Register a data frame as table and run SQL statements against it

In [34]:
autoDf.createOrReplaceTempView("autos")
sqlSession.sql("select * from autos where hp > 200").show()

+-----------+---+-------+
|       body| hp|   make|
+-----------+---+-------+
|    hardtop|207|porsche|
|    hardtop|207|porsche|
|      sedan|262| jaguar|
|convertible|207|porsche|
+-----------+---+-------+



In [35]:
empDf.createOrReplaceTempView("employees")
sqlSession.sql("select * from employees where salary > 4000").show()

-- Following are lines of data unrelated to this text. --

//! The `(min, max)` value range and its tolerant comparison.

use std::fmt;

/// Relative tolerance used when deciding whether a recomputed range
/// actually changed. Representable-but-insignificant float noise must not
/// produce spurious change notifications.
const RANGE_TOLERANCE: f64 = 1e-12;

/// A closed `[min, max]` value range.
#[derive(Debug, Clone, Copy, PartialEq)]
pub struct DataRange {
    pub min: f64,
    pub max: f64,
}

impl DataRange {
    /// Create a range from its endpoints.
    pub fn new(min: f64, max: f64) -> Self {
        debug_assert!(min <= max, "inverted data range {}..{}", min, max);
        Self { min, max }
    }

    /// A degenerate range holding a single value.
    pub fn point(value: f64) -> Self {
        Self::new(value, value)
    }

    /// Widen this range to include `value`.
    pub fn include(&mut self, value: f64) {
        if value < self.min {
            self.min = value;
        }
        if value > self.max {
            self.max = value;
        }
    }

    /// The smallest range containing both inputs.
    pub fn union(self, other: DataRange) -> DataRange {
        DataRange {
            min: self.min.min(other.min),
            max: self.max.max(other.max),
        }
    }

    /// Approximate equality within [`RANGE_TOLERANCE`] relative to the
    /// larger endpoint magnitude.
    pub fn approx_eq(&self, other: &DataRange) -> bool {
        approx_eq(self.min, other.min) && approx_eq(self.max, other.max)
    }
}

impl fmt::Display for DataRange {
    fn fmt(&self, f: &mut fmt::Formatter<'_>) -> fmt::Result {
        write!(f, "[{}, {}]", self.min, self.max)
    }
}

/// Tolerant float comparison used for change detection.
pub(crate) fn approx_eq(a: f64, b: f64) -> bool {
    if a == b {
        return true;
    }
    (a - b).abs() <= RANGE_TOLERANCE * a.abs().max(b.abs()).max(1.0)
}

/// Tolerant comparison of optional ranges: two unknowns are equal, an
/// unknown never equals a known range.
pub(crate) fn approx_eq_opt(a: Option<DataRange>, b: Option<DataRange>) -> bool {
    match (a, b) {
        (None, None) => true,
        (Some(a), Some(b)) => a.approx_eq(&b),
        _ => false,
    }
}
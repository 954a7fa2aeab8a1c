//! Connection registry: the single source of truth for who is online.
//!
//! Maps a username to the one live connection bound to it. Every mutation
//! goes through the registry's write lock, so admission and removal
//! triggered by independent connection tasks never interleave.

use murmur_core::{Envelope, Notice};
use std::collections::{BTreeSet, HashMap};
use std::sync::atomic::{AtomicU64, Ordering};
use std::sync::Arc;
use std::time::Instant;
use tokio::sync::{mpsc, Notify, RwLock};
use tracing::{debug, info};

/// A message pushed to a connection's task for delivery over its transport.
#[derive(Debug, Clone, PartialEq)]
pub enum Outbound {
    /// Forwarded client envelope (sender already stamped).
    Deliver(Envelope),
    /// Server notice (presence, status).
    Notice(Notice),
}

/// Sink for one live connection.
#[derive(Debug, Clone)]
pub struct ConnHandle {
    /// Registry-assigned connection ID, unique for the process lifetime.
    pub id: u64,
    /// Username bound at admission.
    pub username: String,
    /// Channel into the connection's task.
    pub tx: mpsc::Sender<Outbound>,
    /// When the connection was admitted.
    pub admitted_at: Instant,
    /// Fired when a newer admission for the same username replaces this one.
    superseded: Arc<Notify>,
}

impl ConnHandle {
    /// Ask the connection's task to close because it was replaced. The
    /// signal is latched, so it is not lost if the task is busy.
    pub fn supersede(&self) {
        self.superseded.notify_one();
    }

    /// Resolves once [`ConnHandle::supersede`] has been called.
    pub async fn superseded(&self) {
        self.superseded.notified().await;
    }
}

/// Outcome of [`ConnectionRegistry::admit`].
#[derive(Debug)]
pub struct Admission {
    /// Handle of the newly admitted connection.
    pub handle: ConnHandle,
    /// Previous connection for the same username, no longer registered.
    pub evicted: Option<ConnHandle>,
}

/// Registry of live connections keyed by username.
pub struct ConnectionRegistry {
    connections: RwLock<HashMap<String, ConnHandle>>,
    /// Monotonic connection ID counter.
    next_conn_id: AtomicU64,
}

impl ConnectionRegistry {
    /// Create a new empty registry.
    pub fn new() -> Self {
        Self {
            connections: RwLock::new(HashMap::new()),
            next_conn_id: AtomicU64::new(1),
        }
    }

    /// Register a live connection for `username`.
    ///
    /// An existing entry for the same username is replaced and handed back in
    /// [`Admission::evicted`]; the registry does not close it.
    pub async fn admit(&self, username: &str, tx: mpsc::Sender<Outbound>) -> Admission {
        let handle = ConnHandle {
            id: self.next_conn_id.fetch_add(1, Ordering::Relaxed),
            username: username.to_string(),
            tx,
            admitted_at: Instant::now(),
            superseded: Arc::new(Notify::new()),
        };

        let evicted = {
            let mut connections = self.connections.write().await;
            connections.insert(username.to_string(), handle.clone())
        };

        match &evicted {
            Some(old) => info!(
                username = %username,
                conn_id = handle.id,
                replaced = old.id,
                "connection admitted, previous connection evicted"
            ),
            None => info!(username = %username, conn_id = handle.id, "connection admitted"),
        }

        Admission { handle, evicted }
    }

    /// Remove the entry for `username`. No-op if absent.
    pub async fn remove(&self, username: &str) -> Option<ConnHandle> {
        let removed = self.connections.write().await.remove(username);
        if let Some(ref handle) = removed {
            debug!(username = %username, conn_id = handle.id, "connection removed");
        }
        removed
    }

    /// Remove the entry for `username` only if it still belongs to `conn_id`.
    ///
    /// Returns `true` if an entry was removed. A connection that was evicted
    /// by a newer admission must not remove its replacement on close.
    pub async fn remove_connection(&self, username: &str, conn_id: u64) -> bool {
        let mut connections = self.connections.write().await;
        match connections.get(username) {
            Some(current) if current.id == conn_id => {
                connections.remove(username);
                debug!(username = %username, conn_id, "connection removed");
                true
            }
            _ => false,
        }
    }

    /// Look up the live connection for `username`.
    pub async fn lookup(&self, username: &str) -> Option<ConnHandle> {
        self.connections.read().await.get(username).cloned()
    }

    /// The set of online usernames.
    pub async fn snapshot(&self) -> BTreeSet<String> {
        self.connections.read().await.keys().cloned().collect()
    }

    /// All live handles, read under a single lock acquisition.
    pub async fn handles(&self) -> Vec<ConnHandle> {
        self.connections.read().await.values().cloned().collect()
    }

    /// Number of online users.
    pub async fn len(&self) -> usize {
        self.connections.read().await.len()
    }

    pub async fn is_empty(&self) -> bool {
        self.connections.read().await.is_empty()
    }
}

impl Default for ConnectionRegistry {
    fn default() -> Self {
        Self::new()
    }
}
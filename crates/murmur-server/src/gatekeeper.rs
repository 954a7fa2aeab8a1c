//! Upgrade gatekeeper: validates the session token carried by a
//! connection request before the connection is admitted.

use http::header::{AUTHORIZATION, COOKIE};
use http::HeaderMap;
use murmur_core::{AuthError, Identity, TokenService};
use std::sync::Arc;
use tracing::debug;

/// Token extraction and validation for incoming requests. Pure: no state is
/// touched on success or failure.
pub struct Gatekeeper {
    tokens: Arc<dyn TokenService>,
    cookie_name: String,
}

impl Gatekeeper {
    pub fn new(tokens: Arc<dyn TokenService>, cookie_name: impl Into<String>) -> Self {
        Self {
            tokens,
            cookie_name: cookie_name.into(),
        }
    }

    /// Extract and validate the session token from request headers.
    pub fn admit(&self, headers: &HeaderMap) -> Result<Identity, AuthError> {
        let token = self.extract_token(headers).ok_or(AuthError::Missing)?;
        let claims = self.tokens.validate(&token)?;
        debug!(username = %claims.username, expires_at = claims.expires_at, "token accepted");
        Ok(claims.into())
    }

    pub fn cookie_name(&self) -> &str {
        &self.cookie_name
    }

    /// Session cookie first, then `Authorization: Bearer`.
    fn extract_token(&self, headers: &HeaderMap) -> Option<String> {
        let from_cookie = headers
            .get_all(COOKIE)
            .iter()
            .filter_map(|v| v.to_str().ok())
            .find_map(|header| cookie_value(header, &self.cookie_name));
        if let Some(token) = from_cookie {
            return Some(token.to_string());
        }

        headers
            .get(AUTHORIZATION)
            .and_then(|v| v.to_str().ok())
            .and_then(|v| v.strip_prefix("Bearer "))
            .map(str::trim)
            .filter(|t| !t.is_empty())
            .map(str::to_string)
    }
}

/// Find `name` in a `Cookie` header value (`a=1; b=2`). Empty values count
/// as absent.
pub fn cookie_value<'a>(header: &'a str, name: &str) -> Option<&'a str> {
    header
        .split(';')
        .filter_map(|pair| pair.trim().split_once('='))
        .find(|(k, _)| k.trim() == name)
        .map(|(_, v)| v.trim())
        .filter(|v| !v.is_empty())
}

#[cfg(test)]
mod tests {
    use super::*;
    use http::HeaderValue;
    use murmur_core::{generate_secret, Claims, HmacTokenService};

    fn gatekeeper() -> (Arc<HmacTokenService>, Gatekeeper) {
        let tokens = Arc::new(HmacTokenService::new(&generate_secret().unwrap()));
        let gate = Gatekeeper::new(tokens.clone(), "token");
        (tokens, gate)
    }

    fn headers(name: http::header::HeaderName, value: &str) -> HeaderMap {
        let mut map = HeaderMap::new();
        map.insert(name, HeaderValue::from_str(value).unwrap());
        map
    }

    #[test]
    fn cookie_parsing() {
        assert_eq!(cookie_value("token=abc", "token"), Some("abc"));
        assert_eq!(cookie_value("a=1; token=abc; b=2", "token"), Some("abc"));
        assert_eq!(cookie_value("a=1;token = abc ", "token"), Some("abc"));
        assert_eq!(cookie_value("mytoken=abc", "token"), None);
        assert_eq!(cookie_value("token=", "token"), None);
        assert_eq!(cookie_value("garbage", "token"), None);
        assert_eq!(cookie_value("", "token"), None);
    }

    #[test]
    fn admits_valid_cookie() {
        let (tokens, gate) = gatekeeper();
        let token = tokens.issue_for("alice", 60);
        let map = headers(COOKIE, &format!("theme=dark; token={}", token.as_str()));
        assert_eq!(gate.admit(&map).unwrap().username, "alice");
    }

    #[test]
    fn admits_bearer_header() {
        let (tokens, gate) = gatekeeper();
        let token = tokens.issue_for("bob", 60);
        let map = headers(AUTHORIZATION, &format!("Bearer {}", token.as_str()));
        assert_eq!(gate.admit(&map).unwrap().username, "bob");
    }

    #[test]
    fn missing_token() {
        let (_, gate) = gatekeeper();
        assert_eq!(gate.admit(&HeaderMap::new()), Err(AuthError::Missing));
        assert_eq!(
            gate.admit(&headers(COOKIE, "theme=dark")),
            Err(AuthError::Missing)
        );
        assert_eq!(
            gate.admit(&headers(AUTHORIZATION, "Basic Zm9vOmJhcg==")),
            Err(AuthError::Missing)
        );
    }

    #[test]
    fn invalid_token() {
        let (_, gate) = gatekeeper();
        let err = gate.admit(&headers(COOKIE, "token=forged")).unwrap_err();
        assert!(matches!(err, AuthError::Invalid { .. }));
        assert_eq!(err.to_string(), "auth failed");
    }

    #[test]
    fn expired_token() {
        let (tokens, gate) = gatekeeper();
        let token = tokens.issue(&Claims {
            username: "alice".into(),
            expires_at: murmur_core::token::unix_now() - 1,
        });
        let map = headers(COOKIE, &format!("token={}", token.as_str()));
        assert!(matches!(gate.admit(&map), Err(AuthError::Invalid { .. })));
    }
}
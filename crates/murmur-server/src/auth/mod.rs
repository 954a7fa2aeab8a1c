//! Accounts, login rate limiting, and the auth HTTP API.

pub mod accounts;
pub mod api;
pub mod rate_limit;

pub use accounts::{AccountError, AccountStore};
pub use rate_limit::LoginRateLimiter;
//! Presence broadcaster: pushes the online-user set to every connection.

use crate::registry::{ConnectionRegistry, Outbound};
use murmur_core::Notice;
use std::sync::Arc;
use tokio::sync::mpsc::error::TrySendError;
use tracing::debug;

/// Sends a full presence snapshot to all online connections.
///
/// There is no diffing against earlier snapshots; each call is a complete
/// state push, so a peer that races a removal may see one extra or one
/// missing update.
pub struct PresenceBroadcaster {
    registry: Arc<ConnectionRegistry>,
}

impl PresenceBroadcaster {
    pub fn new(registry: Arc<ConnectionRegistry>) -> Self {
        Self { registry }
    }

    /// Broadcast the current snapshot. Returns the number of connections
    /// the notice was queued for.
    pub async fn broadcast(&self) -> usize {
        let handles = self.registry.handles().await;

        let mut users: Vec<String> = handles.iter().map(|h| h.username.clone()).collect();
        users.sort();
        let notice = Notice::presence(users);

        let mut delivered = 0;
        for handle in &handles {
            match handle.tx.try_send(Outbound::Notice(notice.clone())) {
                Ok(()) => delivered += 1,
                Err(TrySendError::Full(_)) => {
                    debug!(username = %handle.username, "presence skipped, outbound buffer full");
                }
                Err(TrySendError::Closed(_)) => {
                    debug!(username = %handle.username, "presence skipped, connection closing");
                }
            }
        }

        debug!(online = handles.len(), delivered, "presence broadcast");
        delivered
    }
}

#[cfg(test)]
mod tests {
    use super::*;
    use tokio::sync::mpsc;

    fn presence_users(msg: Option<Outbound>) -> Vec<String> {
        match msg {
            Some(Outbound::Notice(Notice::Presence { users })) => users,
            other => panic!("expected presence notice, got {other:?}"),
        }
    }

    #[tokio::test]
    async fn broadcast_reaches_every_connection() {
        let registry = Arc::new(ConnectionRegistry::new());
        let presence = PresenceBroadcaster::new(registry.clone());

        let (alice_tx, mut alice_rx) = mpsc::channel(8);
        let (bob_tx, mut bob_rx) = mpsc::channel(8);
        registry.admit("bob", bob_tx).await;
        registry.admit("alice", alice_tx).await;

        assert_eq!(presence.broadcast().await, 2);
        assert_eq!(presence_users(alice_rx.recv().await), vec!["alice", "bob"]);
        assert_eq!(presence_users(bob_rx.recv().await), vec!["alice", "bob"]);
    }

    #[tokio::test]
    async fn broadcast_after_removal_matches_snapshot() {
        let registry = Arc::new(ConnectionRegistry::new());
        let presence = PresenceBroadcaster::new(registry.clone());

        let (alice_tx, mut alice_rx) = mpsc::channel(8);
        let (bob_tx, mut bob_rx) = mpsc::channel(8);
        registry.admit("alice", alice_tx).await;
        registry.admit("bob", bob_tx).await;
        registry.remove("bob").await;

        assert_eq!(presence.broadcast().await, 1);
        let snapshot: Vec<String> = registry.snapshot().await.into_iter().collect();
        assert_eq!(presence_users(alice_rx.recv().await), snapshot);
        assert!(bob_rx.try_recv().is_err());
    }

    #[tokio::test]
    async fn full_buffer_does_not_fail_broadcast() {
        let registry = Arc::new(ConnectionRegistry::new());
        let presence = PresenceBroadcaster::new(registry.clone());

        let (slow_tx, _slow_rx) = mpsc::channel(1);
        slow_tx
            .try_send(Outbound::Notice(Notice::error("filler")))
            .unwrap();
        let (fast_tx, mut fast_rx) = mpsc::channel(8);
        registry.admit("slow", slow_tx).await;
        registry.admit("fast", fast_tx).await;

        assert_eq!(presence.broadcast().await, 1);
        assert_eq!(presence_users(fast_rx.recv().await), vec!["fast", "slow"]);
    }

    #[tokio::test]
    async fn broadcast_with_nobody_online() {
        let registry = Arc::new(ConnectionRegistry::new());
        let presence = PresenceBroadcaster::new(registry);
        assert_eq!(presence.broadcast().await, 0);
    }
}
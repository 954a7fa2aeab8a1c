//! JSON text codec for relay frames.
//!
//! Wire format: one JSON object per WebSocket message.

use crate::envelope::Envelope;
use crate::error::{RelayError, RelayResult};
use serde_json::Value;

/// Encode a serializable value into a JSON text frame.
pub fn encode<T: serde::Serialize>(value: &T) -> RelayResult<String> {
    Ok(serde_json::to_string(value)?)
}

/// Decode a client frame into an addressed envelope.
///
/// Any client-supplied `from` is discarded before typing; the router stamps
/// the authenticated sender later. Frames that are not a JSON object, carry
/// an unknown `type`, or lack a string `to` are rejected.
pub fn decode_envelope(data: &[u8]) -> RelayResult<Envelope> {
    let value: Value = serde_json::from_slice(data)?;
    let Value::Object(mut fields) = value else {
        return Err(RelayError::InvalidMessage(
            "envelope is not a JSON object".into(),
        ));
    };
    fields.remove("from");
    match fields.get("to") {
        Some(Value::String(_)) => {}
        Some(_) => {
            return Err(RelayError::InvalidMessage("`to` must be a string".into()));
        }
        None => return Err(RelayError::InvalidMessage("missing `to`".into())),
    }
    Ok(serde_json::from_value(Value::Object(fields))?)
}

#[cfg(test)]
mod tests {
    use super::*;
    use crate::envelope::{EnvelopeKind, Notice};

    #[test]
    fn decode_drops_client_from() {
        let env =
            decode_envelope(br#"{"type":"encrypted","to":"bob","payload":"X","from":"mallory"}"#)
                .unwrap();
        assert_eq!(env.kind, EnvelopeKind::Encrypted);
        assert_eq!(env.from, None);
        assert!(!env.body.contains_key("from"));
    }

    #[test]
    fn decode_tolerates_non_string_from() {
        let env = decode_envelope(br#"{"type":"encrypted","to":"bob","from":42}"#).unwrap();
        assert_eq!(env.from, None);
    }

    #[test]
    fn decode_rejects_garbage() {
        assert!(decode_envelope(b"not json").is_err());
        assert!(decode_envelope(b"[1,2,3]").is_err());
        assert!(decode_envelope(br#""hello""#).is_err());
    }

    #[test]
    fn decode_rejects_missing_or_bad_recipient() {
        assert!(matches!(
            decode_envelope(br#"{"type":"encrypted","payload":"X"}"#),
            Err(RelayError::InvalidMessage(_))
        ));
        assert!(matches!(
            decode_envelope(br#"{"type":"encrypted","to":7}"#),
            Err(RelayError::InvalidMessage(_))
        ));
    }

    #[test]
    fn decode_rejects_unknown_type() {
        assert!(decode_envelope(br#"{"type":"status","to":"bob"}"#).is_err());
        assert!(decode_envelope(br#"{"to":"bob"}"#).is_err());
    }

    #[test]
    fn encode_notice() {
        let text = encode(&Notice::error("auth failed")).unwrap();
        assert_eq!(text, r#"{"type":"error","error":"auth failed"}"#);
    }
}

+---+------+------+-------------+------+
|age|deptid|gender|         name|salary|
+---+------+------+-------------+------+
| 40|   200|  male|Holland Drake|  4500|
| 51|   100|female|June Rutledge|  4300|
| 44|   200|  male|Nielsen Knapp|  6500|
+---+------+------+-------------+------+



#To pandas data frame
Note: Spark data frame is distributed across clusters pandas data frame is stored in the master node

In [36]:
empPands = empDf.toPandas()
for index, row in empPands.iterrows():
    print(row["salary"])

3000
4500
2700
4300
6500


#Working with Databases

For demonstration purpose only

In [0]:
#Make sure that the spark classpaths are set appropriately in the 
#spark-defaults.conf file to include the driver files

demoDf = SpSession.read.format("jdbc").options(
    url="jdbc:mysql://localhost:3306/demo",
    driver = "com.mysql.jdbc.Driver", 
    dbtable = "demotable",
    user="root",
    password="").load()
    
demoDf.show()

# Practice

**Your course resource has a CSV file "iris.csv". **

1-) Load that file into a Spark SQL Data Frame called "irisDF". **Hint:** You need to use RDDs and remove the header line.
      
2-) In the irisDF, filter for rows whose PetalWidth is greater than 0.4 and count them.
      **Hint:** Check for Spark documentation on how to count rows : https://spark.apache.org/docs/latest/api/python/pyspark.sql.html
      
3-) Register a temp table called "iris" using irisDF. Then find average Petal Width by Species using that table.